HOW TO COMPLETE THIS TASK:
Using the data below, copy out all lines with the word "clone".

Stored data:
• • •

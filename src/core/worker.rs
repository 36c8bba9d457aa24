//! Worker lifecycle controller
//!
//! Owns the single background thread that drains the queue and feeds the
//! dispatcher. The thread is started lazily by the first submitted record
//! and stopped cooperatively; stop joins the thread before returning, so
//! after `stop()` no sink can still be touched by the worker.

use super::dispatch::Dispatcher;
use super::queue::{BoundedLogQueue, DequeueOutcome};
use parking_lot::Mutex;
use std::sync::atomic::{AtomicBool, Ordering};
use std::sync::Arc;
use std::thread::{self, JoinHandle};
use std::time::Duration;

/// Lifecycle controller for the dispatch thread.
///
/// At most one worker thread exists at a time; `start_if_needed` and
/// `stop` are both idempotent and race-free. The worker is one-shot per
/// engine lifetime: stopping is final and later start calls are no-ops.
pub struct DispatchWorker {
    queue: Arc<BoundedLogQueue>,
    dispatcher: Arc<Dispatcher>,
    running: AtomicBool,
    stopped: AtomicBool,
    handle: Mutex<Option<JoinHandle<()>>>,
    batch_size: usize,
    dequeue_timeout: Duration,
}

impl DispatchWorker {
    pub fn new(
        queue: Arc<BoundedLogQueue>,
        dispatcher: Arc<Dispatcher>,
        batch_size: usize,
        dequeue_timeout: Duration,
    ) -> Self {
        Self {
            queue,
            dispatcher,
            running: AtomicBool::new(false),
            stopped: AtomicBool::new(false),
            handle: Mutex::new(None),
            batch_size: batch_size.max(1),
            dequeue_timeout,
        }
    }

    pub fn is_running(&self) -> bool {
        self.running.load(Ordering::SeqCst)
    }

    /// Start the worker thread unless one is already running.
    ///
    /// The compare-and-set guarantees exactly one caller wins the race and
    /// spawns; everyone else returns immediately.
    pub fn start_if_needed(&self) {
        // Stopped is a final state; the queue's stop flag is already set
        // and a respawned thread would only exit again.
        if self.stopped.load(Ordering::SeqCst) {
            return;
        }
        if self
            .running
            .compare_exchange(false, true, Ordering::SeqCst, Ordering::SeqCst)
            .is_err()
        {
            return;
        }

        let queue = Arc::clone(&self.queue);
        let dispatcher = Arc::clone(&self.dispatcher);
        let batch_size = self.batch_size;
        let dequeue_timeout = self.dequeue_timeout;

        let spawned = thread::Builder::new()
            .name("batchlog-dispatch".to_string())
            .spawn(move || {
                let mut batch = Vec::with_capacity(batch_size);
                loop {
                    batch.clear();
                    match queue.dequeue(&mut batch, batch_size, dequeue_timeout) {
                        DequeueOutcome::Batch => dispatcher.dispatch_batch(&batch),
                        DequeueOutcome::TimedOut => continue,
                        DequeueOutcome::Stopped => break,
                    }
                }
            });

        match spawned {
            Ok(handle) => {
                *self.handle.lock() = Some(handle);
            }
            Err(e) => {
                self.running.store(false, Ordering::SeqCst);
                eprintln!("[batchlog] failed to spawn dispatch worker: {}", e);
            }
        }
    }

    /// Stop the worker, draining buffered records first.
    ///
    /// Only the caller that observes the true-to-false transition signals
    /// the queue and joins; all others are no-ops. The join completes
    /// before this returns.
    pub fn stop(&self) {
        self.stopped.store(true, Ordering::SeqCst);
        if !self.running.swap(false, Ordering::SeqCst) {
            return;
        }

        self.queue.stop();
        if let Some(handle) = self.handle.lock().take() {
            if handle.join().is_err() {
                eprintln!("[batchlog] dispatch worker panicked during shutdown");
            }
        }
    }
}

impl Drop for DispatchWorker {
    fn drop(&mut self) {
        self.stop();
    }
}

#[cfg(test)]
mod tests {
    use super::*;
    use crate::core::dispatch::SinkSelection;
    use crate::core::error::Result;
    use crate::core::log_level::LogLevel;
    use crate::core::metrics::EngineMetrics;
    use crate::core::record::LogRecord;
    use crate::sinks::Sink;
    use std::time::Instant;

    struct MemorySink {
        written: Arc<Mutex<Vec<String>>>,
    }

    impl Sink for MemorySink {
        fn write(&mut self, record: &LogRecord) -> Result<()> {
            self.written.lock().push(record.line.clone());
            Ok(())
        }

        fn flush(&mut self) -> Result<()> {
            Ok(())
        }

        fn name(&self) -> &str {
            "memory"
        }
    }

    struct NullSink;

    impl Sink for NullSink {
        fn write(&mut self, _record: &LogRecord) -> Result<()> {
            Ok(())
        }

        fn flush(&mut self) -> Result<()> {
            Ok(())
        }

        fn name(&self) -> &str {
            "null"
        }
    }

    fn pipeline(capacity: usize) -> (Arc<BoundedLogQueue>, DispatchWorker, Arc<Mutex<Vec<String>>>) {
        let written = Arc::new(Mutex::new(Vec::new()));
        let console = MemorySink {
            written: Arc::clone(&written),
        };
        let queue = Arc::new(BoundedLogQueue::new(capacity));
        let dispatcher = Arc::new(Dispatcher::new(
            Box::new(console),
            Box::new(NullSink),
            SinkSelection::Console,
            Arc::new(EngineMetrics::new()),
        ));
        let worker = DispatchWorker::new(
            Arc::clone(&queue),
            dispatcher,
            8,
            Duration::from_millis(20),
        );
        (queue, worker, written)
    }

    fn wait_for_count(written: &Arc<Mutex<Vec<String>>>, expected: usize) {
        let deadline = Instant::now() + Duration::from_secs(5);
        while written.lock().len() < expected {
            assert!(Instant::now() < deadline, "worker never delivered records");
            thread::sleep(Duration::from_millis(5));
        }
    }

    #[test]
    fn test_worker_delivers_enqueued_records() {
        let (queue, worker, written) = pipeline(100);
        worker.start_if_needed();
        for i in 0..20 {
            queue.enqueue(LogRecord::new(LogLevel::Info, format!("m{}", i)));
        }
        wait_for_count(&written, 20);

        let got = written.lock().clone();
        let expected: Vec<String> = (0..20).map(|i| format!("m{}", i)).collect();
        assert_eq!(got, expected);
        worker.stop();
    }

    #[test]
    fn test_start_is_idempotent_under_races() {
        let (queue, worker, written) = pipeline(100);
        let worker = Arc::new(worker);

        let mut handles = Vec::new();
        for _ in 0..8 {
            let worker = Arc::clone(&worker);
            handles.push(thread::spawn(move || worker.start_if_needed()));
        }
        for handle in handles {
            handle.join().unwrap();
        }
        assert!(worker.is_running());

        // A single consumer means every record is delivered exactly once.
        for i in 0..50 {
            queue.enqueue(LogRecord::new(LogLevel::Info, format!("m{}", i)));
        }
        wait_for_count(&written, 50);
        thread::sleep(Duration::from_millis(50));
        assert_eq!(written.lock().len(), 50, "records were duplicated");
        worker.stop();
    }

    #[test]
    fn test_stop_drains_remaining_records() {
        let (queue, worker, written) = pipeline(100);
        worker.start_if_needed();
        for i in 0..30 {
            queue.enqueue(LogRecord::new(LogLevel::Info, format!("m{}", i)));
        }
        worker.stop();

        // stop() joins, so everything accepted before it must be delivered.
        assert_eq!(written.lock().len(), 30);
    }

    #[test]
    fn test_stop_is_idempotent_and_blocking() {
        let (queue, worker, written) = pipeline(100);
        worker.start_if_needed();
        queue.enqueue(LogRecord::new(LogLevel::Info, "only"));
        worker.stop();
        worker.stop();
        assert!(!worker.is_running());

        // No writes can happen after stop() has returned.
        let count = written.lock().len();
        queue.enqueue(LogRecord::new(LogLevel::Info, "late"));
        thread::sleep(Duration::from_millis(100));
        assert_eq!(written.lock().len(), count);
    }

    #[test]
    fn test_stop_without_start_is_noop() {
        let (_queue, worker, _written) = pipeline(10);
        worker.stop();
        assert!(!worker.is_running());
    }

    #[test]
    fn test_start_after_stop_is_noop() {
        let (queue, worker, written) = pipeline(10);
        worker.start_if_needed();
        worker.stop();

        worker.start_if_needed();
        assert!(!worker.is_running());
        queue.enqueue(LogRecord::new(LogLevel::Info, "late"));
        thread::sleep(Duration::from_millis(50));
        assert!(written.lock().is_empty());
    }
}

• • •

ANSWER TO THIS PROBLEM:
        let queue = Arc::clone(&self.queue);
        let dispatcher = Arc::clone(&self.dispatcher);
            self.written.lock().push(record.line.clone());
            written: Arc::clone(&written),
            Arc::clone(&queue),
        let got = written.lock().clone();
            let worker = Arc::clone(&worker);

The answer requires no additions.